What is being asked -> Output all the entries below. Each must match exactly.

────

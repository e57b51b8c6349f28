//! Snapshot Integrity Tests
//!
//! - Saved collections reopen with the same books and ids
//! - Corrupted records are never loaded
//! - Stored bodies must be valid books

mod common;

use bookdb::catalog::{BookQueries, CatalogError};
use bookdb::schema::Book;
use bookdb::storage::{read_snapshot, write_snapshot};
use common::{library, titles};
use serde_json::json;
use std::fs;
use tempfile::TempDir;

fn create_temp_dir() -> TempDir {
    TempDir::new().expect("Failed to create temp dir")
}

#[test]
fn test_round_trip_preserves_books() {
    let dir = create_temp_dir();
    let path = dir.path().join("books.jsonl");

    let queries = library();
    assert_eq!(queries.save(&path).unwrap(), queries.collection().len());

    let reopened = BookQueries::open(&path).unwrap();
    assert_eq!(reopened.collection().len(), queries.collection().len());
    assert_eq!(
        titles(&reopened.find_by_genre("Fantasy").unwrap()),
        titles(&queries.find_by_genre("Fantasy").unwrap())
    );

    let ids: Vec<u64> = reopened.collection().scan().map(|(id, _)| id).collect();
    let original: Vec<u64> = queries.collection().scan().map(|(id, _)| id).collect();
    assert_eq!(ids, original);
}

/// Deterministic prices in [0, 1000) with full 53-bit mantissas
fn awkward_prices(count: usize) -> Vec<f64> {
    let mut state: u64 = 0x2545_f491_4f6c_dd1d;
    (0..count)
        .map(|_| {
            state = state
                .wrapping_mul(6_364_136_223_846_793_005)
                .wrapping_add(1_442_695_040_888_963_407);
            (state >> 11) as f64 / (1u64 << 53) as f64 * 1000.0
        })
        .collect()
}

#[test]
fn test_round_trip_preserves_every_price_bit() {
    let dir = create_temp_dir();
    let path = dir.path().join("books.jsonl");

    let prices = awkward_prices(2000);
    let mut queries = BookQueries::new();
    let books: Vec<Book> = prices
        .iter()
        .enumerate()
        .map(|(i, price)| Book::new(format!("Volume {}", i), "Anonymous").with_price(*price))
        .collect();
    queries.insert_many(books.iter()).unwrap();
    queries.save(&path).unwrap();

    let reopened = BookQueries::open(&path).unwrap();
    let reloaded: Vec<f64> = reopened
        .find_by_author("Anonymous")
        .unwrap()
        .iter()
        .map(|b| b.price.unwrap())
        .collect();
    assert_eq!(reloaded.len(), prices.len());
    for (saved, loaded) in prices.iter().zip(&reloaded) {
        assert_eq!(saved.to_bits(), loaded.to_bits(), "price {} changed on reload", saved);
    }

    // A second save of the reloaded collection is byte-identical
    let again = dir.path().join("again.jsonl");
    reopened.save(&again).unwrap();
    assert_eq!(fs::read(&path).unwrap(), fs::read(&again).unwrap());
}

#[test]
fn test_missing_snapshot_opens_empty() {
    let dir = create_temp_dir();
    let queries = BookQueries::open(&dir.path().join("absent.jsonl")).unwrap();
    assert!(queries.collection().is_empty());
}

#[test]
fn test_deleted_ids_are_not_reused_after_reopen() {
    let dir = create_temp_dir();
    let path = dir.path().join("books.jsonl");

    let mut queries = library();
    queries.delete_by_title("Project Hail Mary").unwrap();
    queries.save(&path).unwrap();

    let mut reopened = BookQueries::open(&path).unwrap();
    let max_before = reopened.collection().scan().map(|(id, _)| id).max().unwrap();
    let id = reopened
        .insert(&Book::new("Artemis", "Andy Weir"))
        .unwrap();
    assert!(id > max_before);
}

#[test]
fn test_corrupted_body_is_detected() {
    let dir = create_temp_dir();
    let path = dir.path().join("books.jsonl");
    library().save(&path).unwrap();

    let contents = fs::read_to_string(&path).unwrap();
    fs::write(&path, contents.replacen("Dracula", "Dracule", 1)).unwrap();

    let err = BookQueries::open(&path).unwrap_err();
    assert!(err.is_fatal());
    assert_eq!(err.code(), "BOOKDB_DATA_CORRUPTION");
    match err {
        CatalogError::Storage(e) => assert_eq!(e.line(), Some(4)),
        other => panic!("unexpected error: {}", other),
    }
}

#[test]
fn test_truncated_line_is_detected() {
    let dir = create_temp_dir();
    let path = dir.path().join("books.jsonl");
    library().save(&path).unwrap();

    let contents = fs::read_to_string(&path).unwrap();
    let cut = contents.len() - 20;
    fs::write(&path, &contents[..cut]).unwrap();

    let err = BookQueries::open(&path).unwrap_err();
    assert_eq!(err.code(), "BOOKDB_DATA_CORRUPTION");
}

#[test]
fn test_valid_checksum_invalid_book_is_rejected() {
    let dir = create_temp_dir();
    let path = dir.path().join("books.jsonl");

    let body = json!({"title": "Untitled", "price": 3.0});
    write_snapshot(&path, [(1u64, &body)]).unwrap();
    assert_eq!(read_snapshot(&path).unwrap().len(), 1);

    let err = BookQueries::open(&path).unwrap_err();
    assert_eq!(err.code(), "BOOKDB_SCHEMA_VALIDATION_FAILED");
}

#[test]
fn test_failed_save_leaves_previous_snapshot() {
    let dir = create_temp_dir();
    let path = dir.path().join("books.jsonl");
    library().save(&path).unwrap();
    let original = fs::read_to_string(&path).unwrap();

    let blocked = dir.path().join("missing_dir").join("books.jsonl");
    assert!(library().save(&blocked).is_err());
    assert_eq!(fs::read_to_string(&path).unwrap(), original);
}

────

Exercise result ->
repository e57b51b8c6349f28
//! Snapshot Integrity Tests
//!
//! - Saved collections reopen with the same books and ids
//! - Corrupted records are never loaded
//! - Stored bodies must be valid books

mod common;

use bookdb::catalog::{BookQueries, CatalogError};
use bookdb::schema::Book;
use bookdb::storage::{read_snapshot, write_snapshot};
use common::{library, titles};
use serde_json::json;
use std::fs;
use tempfile::TempDir;

fn create_temp_dir() -> TempDir {
    TempDir::new().expect("Failed to create temp dir")
}

#[test]
fn test_round_trip_preserves_books() {
    let dir = create_temp_dir();
    let path = dir.path().join("books.jsonl");

    let queries = library();
    assert_eq!(queries.save(&path).unwrap(), queries.collection().len());

    let reopened = BookQueries::open(&path).unwrap();
    assert_eq!(reopened.collection().len(), queries.collection().len());
    assert_eq!(
        titles(&reopened.find_by_genre("Fantasy").unwrap()),
        titles(&queries.find_by_genre("Fantasy").unwrap())
    );

    let ids: Vec<u64> = reopened.collection().scan().map(|(id, _)| id).collect();
    let original: Vec<u64> = queries.collection().scan().map(|(id, _)| id).collect();
    assert_eq!(ids, original);
}

/// Deterministic prices in [0, 1000) with full 53-bit mantissas
fn awkward_prices(count: usize) -> Vec<f64> {
    let mut state: u64 = 0x2545_f491_4f6c_dd1d;
    (0..count)
        .map(|_| {
            state = state
                .wrapping_mul(6_364_136_223_846_793_005)
                .wrapping_add(1_442_695_040_888_963_407);
            (state >> 11) as f64 / (1u64 << 53) as f64 * 1000.0
        })
        .collect()
}

#[test]
fn test_round_trip_preserves_every_price_bit() {
    let dir = create_temp_dir();
    let path = dir.path().join("books.jsonl");

    let prices = awkward_prices(2000);
    let mut queries = BookQueries::new();
    let books: Vec<Book> = prices
        .iter()
        .enumerate()
        .map(|(i, price)| Book::new(format!("Volume {}", i), "Anonymous").with_price(*price))
        .collect();
    queries.insert_many(books.iter()).unwrap();
    queries.save(&path).unwrap();

    let reopened = BookQueries::open(&path).unwrap();
    let reloaded: Vec<f64> = reopened
        .find_by_author("Anonymous")
        .unwrap()
        .iter()
        .map(|b| b.price.unwrap())
        .collect();
    assert_eq!(reloaded.len(), prices.len());
    for (saved, loaded) in prices.iter().zip(&reloaded) {
        assert_eq!(saved.to_bits(), loaded.to_bits(), "price {} changed on reload", saved);
    }

    // A second save of the reloaded collection is byte-identical
    let again = dir.path().join("again.jsonl");
    reopened.save(&again).unwrap();
    assert_eq!(fs::read(&path).unwrap(), fs::read(&again).unwrap());
}

#[test]
fn test_missing_snapshot_opens_empty() {
    let dir = create_temp_dir();
    let queries = BookQueries::open(&dir.path().join("absent.jsonl")).unwrap();
    assert!(queries.collection().is_empty());
}

#[test]
fn test_deleted_ids_are_not_reused_after_reopen() {
    let dir = create_temp_dir();
    let path = dir.path().join("books.jsonl");

    let mut queries = library();
    queries.delete_by_title("Project Hail Mary").unwrap();
    queries.save(&path).unwrap();

    let mut reopened = BookQueries::open(&path).unwrap();
    let max_before = reopened.collection().scan().map(|(id, _)| id).max().unwrap();
    let id = reopened
        .insert(&Book::new("Artemis", "Andy Weir"))
        .unwrap();
    assert!(id > max_before);
}

#[test]
fn test_corrupted_body_is_detected() {
    let dir = create_temp_dir();
    let path = dir.path().join("books.jsonl");
    library().save(&path).unwrap();

    let contents = fs::read_to_string(&path).unwrap();
    fs::write(&path, contents.replacen("Dracula", "Dracule", 1)).unwrap();

    let err = BookQueries::open(&path).unwrap_err();
    assert!(err.is_fatal());
    assert_eq!(err.code(), "BOOKDB_DATA_CORRUPTION");
    match err {
        CatalogError::Storage(e) => assert_eq!(e.line(), Some(4)),
        other => panic!("unexpected error: {}", other),
    }
}

#[test]
fn test_truncated_line_is_detected() {
    let dir = create_temp_dir();
    let path = dir.path().join("books.jsonl");
    library().save(&path).unwrap();

    let contents = fs::read_to_string(&path).unwrap();
    let cut = contents.len() - 20;
    fs::write(&path, &contents[..cut]).unwrap();

    let err = BookQueries::open(&path).unwrap_err();
    assert_eq!(err.code(), "BOOKDB_DATA_CORRUPTION");
}

#[test]
fn test_valid_checksum_invalid_book_is_rejected() {
    let dir = create_temp_dir();
    let path = dir.path().join("books.jsonl");

    let body = json!({"title": "Untitled", "price": 3.0});
    write_snapshot(&path, [(1u64, &body)]).unwrap();
    assert_eq!(read_snapshot(&path).unwrap().len(), 1);

    let err = BookQueries::open(&path).unwrap_err();
    assert_eq!(err.code(), "BOOKDB_SCHEMA_VALIDATION_FAILED");
}

#[test]
fn test_failed_save_leaves_previous_snapshot() {
    let dir = create_temp_dir();
    let path = dir.path().join("books.jsonl");
    library().save(&path).unwrap();
    let original = fs::read_to_string(&path).unwrap();

    let blocked = dir.path().join("missing_dir").join("books.jsonl");
    assert!(library().save(&blocked).is_err());
    assert_eq!(fs::read_to_string(&path).unwrap(), original);
}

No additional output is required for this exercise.